- foxw39
Une commission spéciale pour les retraites: une fausse bonne idée ?
Ou pourquoi les deux projets de loi pourraient ne pas être adoptés en même temps, ce qui donnerait lieu à une seconde bataille à l’Assemblée nationale.
La République en Marche a fait le choix de constituer une commission spéciale pour étudier les deux projets de lois retraites, le projet ordinaire et le projet organique qui étend notamment le régime universel aux parlementaires.
Au cours des réformes précédentes, la commission des affaires sociales était saisie au fond. La commission des finances et la délégation aux droits des femmes, rendaient un avis. En 2010, la loi organique avait été adoptée en commission des lois comme en 2013. Les commissions démarraient leurs travaux en même temps. En 2003, 6 500 amendements avaient été étudiés en 3 jours par la commission des affaires sociales.
La commission spéciale, instance unique, peut se réunir dans un délai très court après le Conseil des ministres et permet de limiter le temps des débats. Toutefois, après plusieurs jours d’examen, il apparaît que le choix classique d’une commission au fond par projet de loi, et d’une ou plusieurs commissions pour avis aurait été plus judicieux.

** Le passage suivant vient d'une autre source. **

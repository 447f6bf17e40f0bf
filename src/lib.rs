//! benchsig - statistical significance comparator for benchmark reports
//!
//! This library loads two pytest-benchmark JSON reports, matches the
//! benchmarks they share and runs a one-tailed Welch's t-test on each,
//! splitting the results into significant and not significant at a chosen
//! alpha.

pub mod cli;
pub mod comparison;
pub mod json_output;
pub mod report_loader;
pub mod types;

En effet, la composition de la commission et son fonctionnement ne permettent pas de gérer l’obstruction :
· Les groupes politiques ont désigné leurs meilleurs spécialistes et leurs orateurs les plus aguerris. On y retrouve – entre autres – des anciens rapporteurs généraux, des présidents de commission ou de groupe. La plupart d’entre eux ont vécu les deux voire, les trois dernières réformes des retraites en qualité de parlementaire ou même de ministre.
Le ministre, moins rompu à l’exercice, répond peu sur le fond aux interpellations et questions très précises de ces spécialistes. Ne pas répondre fait perdre du temps, suscite des agacements et des incidents.
· Une commission spéciale casse les amitiés transpartisanes, les connivences, le respect mutuel qui se forge au cours des mois entre les commissaires. La commission spéciale n’a pas de cohésion interne.
· La commission spéciale permet à tout député, y compris non-membre, de venir défendre ses amendements librement.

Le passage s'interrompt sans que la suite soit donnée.